- [WHAT IS EXPECTED] Read through the material below and find each line that has the word "TransformTree"; copy it.

**** MATERIALS PROVIDED ****

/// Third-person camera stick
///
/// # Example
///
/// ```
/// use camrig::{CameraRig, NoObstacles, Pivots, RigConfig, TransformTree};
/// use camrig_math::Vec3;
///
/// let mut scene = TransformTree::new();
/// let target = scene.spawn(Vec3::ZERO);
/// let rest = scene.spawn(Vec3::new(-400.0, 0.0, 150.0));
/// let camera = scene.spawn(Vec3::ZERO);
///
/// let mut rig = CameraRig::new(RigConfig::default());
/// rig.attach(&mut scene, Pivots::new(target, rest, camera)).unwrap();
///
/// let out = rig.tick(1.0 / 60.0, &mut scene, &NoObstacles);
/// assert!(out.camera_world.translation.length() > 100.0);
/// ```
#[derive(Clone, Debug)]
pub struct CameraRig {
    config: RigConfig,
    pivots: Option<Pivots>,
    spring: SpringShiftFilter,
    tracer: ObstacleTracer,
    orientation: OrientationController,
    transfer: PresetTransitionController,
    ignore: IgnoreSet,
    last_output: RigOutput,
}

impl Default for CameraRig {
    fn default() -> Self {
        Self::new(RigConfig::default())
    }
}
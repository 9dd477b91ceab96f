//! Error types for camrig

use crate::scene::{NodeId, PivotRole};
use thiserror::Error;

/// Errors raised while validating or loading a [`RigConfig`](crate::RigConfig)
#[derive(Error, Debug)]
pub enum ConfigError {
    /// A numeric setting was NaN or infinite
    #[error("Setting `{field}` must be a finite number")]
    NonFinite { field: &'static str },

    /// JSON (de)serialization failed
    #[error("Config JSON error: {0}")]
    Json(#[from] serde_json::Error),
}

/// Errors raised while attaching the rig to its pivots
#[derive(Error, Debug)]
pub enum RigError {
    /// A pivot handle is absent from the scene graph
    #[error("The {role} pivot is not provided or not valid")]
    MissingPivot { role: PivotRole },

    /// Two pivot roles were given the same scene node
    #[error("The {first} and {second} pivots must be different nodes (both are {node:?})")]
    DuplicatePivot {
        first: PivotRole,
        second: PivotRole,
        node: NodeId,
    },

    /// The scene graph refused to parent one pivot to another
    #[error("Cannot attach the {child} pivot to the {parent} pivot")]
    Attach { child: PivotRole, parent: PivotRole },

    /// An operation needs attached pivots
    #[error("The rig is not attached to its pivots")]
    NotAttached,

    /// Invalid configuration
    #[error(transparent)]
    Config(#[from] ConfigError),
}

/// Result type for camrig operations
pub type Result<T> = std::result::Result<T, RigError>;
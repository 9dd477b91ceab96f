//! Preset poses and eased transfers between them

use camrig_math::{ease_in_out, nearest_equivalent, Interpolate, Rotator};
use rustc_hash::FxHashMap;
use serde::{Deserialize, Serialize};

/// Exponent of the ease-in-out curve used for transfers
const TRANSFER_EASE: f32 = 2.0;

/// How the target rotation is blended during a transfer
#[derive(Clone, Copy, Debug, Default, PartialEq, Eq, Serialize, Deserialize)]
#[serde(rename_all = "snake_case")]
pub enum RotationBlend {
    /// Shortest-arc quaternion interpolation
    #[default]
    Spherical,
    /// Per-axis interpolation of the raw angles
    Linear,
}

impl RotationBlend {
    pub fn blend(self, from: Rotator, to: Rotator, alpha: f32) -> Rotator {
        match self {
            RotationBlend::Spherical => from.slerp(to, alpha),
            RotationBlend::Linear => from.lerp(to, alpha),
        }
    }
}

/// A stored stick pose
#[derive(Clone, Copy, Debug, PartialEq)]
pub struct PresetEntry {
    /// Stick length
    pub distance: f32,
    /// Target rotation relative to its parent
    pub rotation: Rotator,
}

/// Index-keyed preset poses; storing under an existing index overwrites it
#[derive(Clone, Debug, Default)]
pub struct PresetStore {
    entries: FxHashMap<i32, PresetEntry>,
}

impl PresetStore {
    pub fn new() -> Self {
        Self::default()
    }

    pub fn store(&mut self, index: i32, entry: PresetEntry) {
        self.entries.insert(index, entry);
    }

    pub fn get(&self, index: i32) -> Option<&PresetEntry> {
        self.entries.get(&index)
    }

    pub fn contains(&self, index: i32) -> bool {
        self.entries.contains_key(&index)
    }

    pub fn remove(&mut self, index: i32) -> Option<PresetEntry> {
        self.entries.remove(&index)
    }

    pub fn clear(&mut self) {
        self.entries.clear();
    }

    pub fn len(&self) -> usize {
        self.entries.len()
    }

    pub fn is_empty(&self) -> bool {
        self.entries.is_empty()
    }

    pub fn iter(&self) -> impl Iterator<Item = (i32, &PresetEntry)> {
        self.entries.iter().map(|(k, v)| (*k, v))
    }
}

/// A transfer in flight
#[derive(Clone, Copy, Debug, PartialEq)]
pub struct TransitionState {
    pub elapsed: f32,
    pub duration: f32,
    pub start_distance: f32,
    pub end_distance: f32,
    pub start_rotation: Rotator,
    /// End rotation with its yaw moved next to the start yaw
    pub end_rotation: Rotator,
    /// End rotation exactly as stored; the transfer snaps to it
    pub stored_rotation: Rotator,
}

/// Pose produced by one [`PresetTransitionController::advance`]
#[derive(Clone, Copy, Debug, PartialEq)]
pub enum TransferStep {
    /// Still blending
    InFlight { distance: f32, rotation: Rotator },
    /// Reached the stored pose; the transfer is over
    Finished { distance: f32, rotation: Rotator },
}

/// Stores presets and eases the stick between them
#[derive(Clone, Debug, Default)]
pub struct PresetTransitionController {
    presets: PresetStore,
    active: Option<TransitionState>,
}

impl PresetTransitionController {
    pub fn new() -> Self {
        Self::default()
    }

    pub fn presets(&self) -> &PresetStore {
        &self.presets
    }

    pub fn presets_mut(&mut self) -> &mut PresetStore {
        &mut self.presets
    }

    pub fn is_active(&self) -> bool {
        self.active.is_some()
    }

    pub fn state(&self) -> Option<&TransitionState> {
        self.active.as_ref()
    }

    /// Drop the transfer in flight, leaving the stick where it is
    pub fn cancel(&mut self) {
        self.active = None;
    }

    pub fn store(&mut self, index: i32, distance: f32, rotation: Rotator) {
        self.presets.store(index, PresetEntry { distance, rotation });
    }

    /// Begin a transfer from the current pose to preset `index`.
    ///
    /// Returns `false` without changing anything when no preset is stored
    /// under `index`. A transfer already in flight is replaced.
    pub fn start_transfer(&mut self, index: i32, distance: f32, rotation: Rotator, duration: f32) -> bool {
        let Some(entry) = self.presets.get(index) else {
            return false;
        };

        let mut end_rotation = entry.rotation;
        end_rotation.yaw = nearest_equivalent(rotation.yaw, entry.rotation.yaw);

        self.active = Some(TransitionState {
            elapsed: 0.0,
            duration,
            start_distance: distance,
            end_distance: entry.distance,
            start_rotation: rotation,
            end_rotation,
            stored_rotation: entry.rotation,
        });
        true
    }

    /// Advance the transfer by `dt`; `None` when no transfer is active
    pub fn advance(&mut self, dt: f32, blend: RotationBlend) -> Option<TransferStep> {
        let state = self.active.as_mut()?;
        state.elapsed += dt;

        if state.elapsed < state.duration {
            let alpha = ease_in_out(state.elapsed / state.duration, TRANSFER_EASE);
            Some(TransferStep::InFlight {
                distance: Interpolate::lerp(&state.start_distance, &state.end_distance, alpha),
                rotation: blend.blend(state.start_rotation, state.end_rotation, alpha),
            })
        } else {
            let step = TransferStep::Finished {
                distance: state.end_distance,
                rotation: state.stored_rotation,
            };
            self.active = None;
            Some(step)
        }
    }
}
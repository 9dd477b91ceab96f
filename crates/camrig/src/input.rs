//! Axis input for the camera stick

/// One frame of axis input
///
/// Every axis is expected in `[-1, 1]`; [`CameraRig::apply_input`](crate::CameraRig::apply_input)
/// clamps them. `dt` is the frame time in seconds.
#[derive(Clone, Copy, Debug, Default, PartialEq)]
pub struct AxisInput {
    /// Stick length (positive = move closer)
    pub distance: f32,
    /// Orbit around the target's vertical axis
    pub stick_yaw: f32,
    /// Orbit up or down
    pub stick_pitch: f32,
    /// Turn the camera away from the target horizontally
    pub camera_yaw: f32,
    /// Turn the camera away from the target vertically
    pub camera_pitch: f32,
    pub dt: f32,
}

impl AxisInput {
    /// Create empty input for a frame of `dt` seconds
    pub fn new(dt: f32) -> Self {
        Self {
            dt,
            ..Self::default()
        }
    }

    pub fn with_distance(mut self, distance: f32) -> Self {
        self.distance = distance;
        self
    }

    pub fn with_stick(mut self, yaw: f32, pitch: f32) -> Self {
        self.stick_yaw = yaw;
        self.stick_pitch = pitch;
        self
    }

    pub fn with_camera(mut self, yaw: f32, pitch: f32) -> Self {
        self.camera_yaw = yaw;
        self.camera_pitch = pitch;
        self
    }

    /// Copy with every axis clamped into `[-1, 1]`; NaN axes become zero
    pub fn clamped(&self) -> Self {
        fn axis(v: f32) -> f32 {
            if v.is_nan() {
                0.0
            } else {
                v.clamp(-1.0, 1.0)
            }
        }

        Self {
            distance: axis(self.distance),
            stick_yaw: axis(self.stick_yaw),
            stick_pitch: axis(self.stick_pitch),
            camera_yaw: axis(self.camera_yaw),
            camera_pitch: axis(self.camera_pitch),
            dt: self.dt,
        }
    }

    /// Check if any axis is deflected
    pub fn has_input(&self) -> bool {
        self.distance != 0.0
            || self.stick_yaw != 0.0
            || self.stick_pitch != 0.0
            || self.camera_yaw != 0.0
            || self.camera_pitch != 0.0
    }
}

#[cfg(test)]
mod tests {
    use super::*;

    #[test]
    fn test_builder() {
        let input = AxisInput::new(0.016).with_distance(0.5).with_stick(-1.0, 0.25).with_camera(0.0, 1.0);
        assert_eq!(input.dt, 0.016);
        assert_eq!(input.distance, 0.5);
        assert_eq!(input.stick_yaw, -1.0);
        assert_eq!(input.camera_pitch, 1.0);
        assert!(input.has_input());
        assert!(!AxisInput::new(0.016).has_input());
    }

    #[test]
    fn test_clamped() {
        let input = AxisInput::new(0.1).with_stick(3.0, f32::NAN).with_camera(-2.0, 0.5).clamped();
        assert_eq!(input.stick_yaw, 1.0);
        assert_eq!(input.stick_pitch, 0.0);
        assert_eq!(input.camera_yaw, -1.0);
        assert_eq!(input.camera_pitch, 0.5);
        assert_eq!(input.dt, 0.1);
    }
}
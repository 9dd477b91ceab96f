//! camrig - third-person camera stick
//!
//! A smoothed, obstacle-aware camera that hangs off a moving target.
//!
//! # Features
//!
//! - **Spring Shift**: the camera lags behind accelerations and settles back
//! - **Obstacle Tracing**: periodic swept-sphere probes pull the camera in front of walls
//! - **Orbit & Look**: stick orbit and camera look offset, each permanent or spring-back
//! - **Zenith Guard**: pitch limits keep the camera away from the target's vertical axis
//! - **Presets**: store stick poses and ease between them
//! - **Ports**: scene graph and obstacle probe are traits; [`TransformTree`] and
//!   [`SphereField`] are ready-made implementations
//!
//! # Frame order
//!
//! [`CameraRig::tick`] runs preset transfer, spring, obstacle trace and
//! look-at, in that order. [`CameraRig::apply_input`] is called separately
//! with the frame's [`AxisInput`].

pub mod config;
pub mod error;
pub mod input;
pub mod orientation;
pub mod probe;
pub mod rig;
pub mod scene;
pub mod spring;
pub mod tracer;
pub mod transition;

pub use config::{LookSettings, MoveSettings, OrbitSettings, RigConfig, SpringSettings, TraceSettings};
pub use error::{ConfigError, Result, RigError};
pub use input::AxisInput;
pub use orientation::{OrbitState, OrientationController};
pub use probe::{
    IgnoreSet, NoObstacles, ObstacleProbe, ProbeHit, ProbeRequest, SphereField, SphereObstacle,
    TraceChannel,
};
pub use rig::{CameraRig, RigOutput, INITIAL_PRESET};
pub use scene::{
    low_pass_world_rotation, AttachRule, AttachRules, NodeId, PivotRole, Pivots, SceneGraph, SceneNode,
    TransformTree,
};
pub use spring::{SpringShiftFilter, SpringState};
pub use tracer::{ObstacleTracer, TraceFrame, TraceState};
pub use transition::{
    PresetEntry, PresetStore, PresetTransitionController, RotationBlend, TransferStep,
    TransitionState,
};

****

- [ANSWER BELOW]
/// use camrig::{CameraRig, NoObstacles, Pivots, RigConfig, TransformTree};
/// let mut scene = TransformTree::new();
//! - **Ports**: scene graph and obstacle probe are traits; [`TransformTree`] and
    TransformTree,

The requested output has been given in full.